===== INPUT RECORDS

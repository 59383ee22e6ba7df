use futures_util::{SinkExt, StreamExt};
use tokio::net::TcpStream;
use tokio::sync::mpsc;
use tokio_tungstenite::{MaybeTlsStream, WebSocketStream, connect_async, tungstenite::Message};
use tracing::{debug, trace, warn};
use url::Url;

use super::{BackendLink, TransportError};
use crate::protocol::{ClientCommand, encode_command};

/// Checks that `raw` is a WebSocket url before any connection attempt.
pub fn parse_backend_url(raw: &str) -> Result<Url, TransportError> {
    let url = Url::parse(raw).map_err(|err| TransportError::InvalidUrl {
        url: raw.to_string(),
        reason: err.to_string(),
    })?;
    match url.scheme() {
        "ws" | "wss" => Ok(url),
        other => Err(TransportError::InvalidUrl {
            url: raw.to_string(),
            reason: format!("unsupported scheme {other}"),
        }),
    }
}

/// Connects to the backend and spawns the task pumping frames both ways.
pub async fn connect(url: &Url) -> Result<BackendLink, TransportError> {
    let (ws_stream, _) = connect_async(url.as_str()).await.map_err(Box::new)?;
    debug!(target: "umbrella::transport", url = %url, "websocket connected");

    let (command_tx, command_rx) = mpsc::unbounded_channel::<ClientCommand>();
    let (text_tx, text_rx) = mpsc::unbounded_channel::<String>();
    let task = tokio::spawn(handle_websocket(ws_stream, command_rx, text_tx));

    Ok(BackendLink {
        commands: command_tx,
        inbound: text_rx,
        task: Some(task),
    })
}

async fn handle_websocket(
    ws_stream: WebSocketStream<MaybeTlsStream<TcpStream>>,
    mut command_rx: mpsc::UnboundedReceiver<ClientCommand>,
    text_tx: mpsc::UnboundedSender<String>,
) {
    let (mut ws_sender, mut ws_receiver) = ws_stream.split();

    let send_task = tokio::spawn(async move {
        while let Some(command) = command_rx.recv().await {
            let text = match encode_command(&command) {
                Ok(text) => text,
                Err(err) => {
                    warn!(target: "umbrella::transport", cmd = command.kind(), error = %err, "dropping unencodable command");
                    continue;
                }
            };
            trace!(target: "umbrella::transport", bytes = text.len(), "ws send");
            if ws_sender.send(Message::Text(text)).await.is_err() {
                break;
            }
        }
        let _ = ws_sender.close().await;
    });

    while let Some(message) = ws_receiver.next().await {
        match message {
            Ok(Message::Text(text)) => {
                if text_tx.send(text).is_err() {
                    break;
                }
            }
            Ok(Message::Binary(bytes)) => match String::from_utf8(bytes) {
                Ok(text) => {
                    if text_tx.send(text).is_err() {
                        break;
                    }
                }
                Err(err) => {
                    warn!(target: "umbrella::transport", error = %err, "dropping non-utf8 frame")
                }
            },
            Ok(Message::Close(frame)) => {
                debug!(target: "umbrella::transport", ?frame, "backend closed websocket");
                break;
            }
            Err(err) => {
                warn!(target: "umbrella::transport", error = %err, "websocket receive failed");
                break;
            }
            Ok(_) => {}
        }
    }

    send_task.abort();
    let _ = send_task.await;
    debug!(target: "umbrella::transport", "websocket task finished");
}

#[cfg(test)]
mod tests {
    use super::*;

    #[test_timeout::timeout]
    fn only_websocket_schemes_are_accepted() {
        assert!(parse_backend_url("ws://127.0.0.1:8765/term").is_ok());
        assert!(parse_backend_url("wss://example.com/term").is_ok());
        assert!(matches!(
            parse_backend_url("http://example.com/"),
            Err(TransportError::InvalidUrl { .. })
        ));
        assert!(matches!(
            parse_backend_url("not a url"),
            Err(TransportError::InvalidUrl { .. })
        ));
    }
}
pub mod channel;
pub mod cli;
pub mod client;
pub mod config;
pub mod keys;
pub mod protocol;
pub mod screen;
pub mod surface;
pub mod telemetry;
pub mod transport;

==========

__TASK REQUIREMENTS__:
Please copy out each line of the data in which the word "example" occurs.

__ANSWER BOX__:
        assert!(parse_backend_url("wss://example.com/term").is_ok());
            parse_backend_url("http://example.com/"),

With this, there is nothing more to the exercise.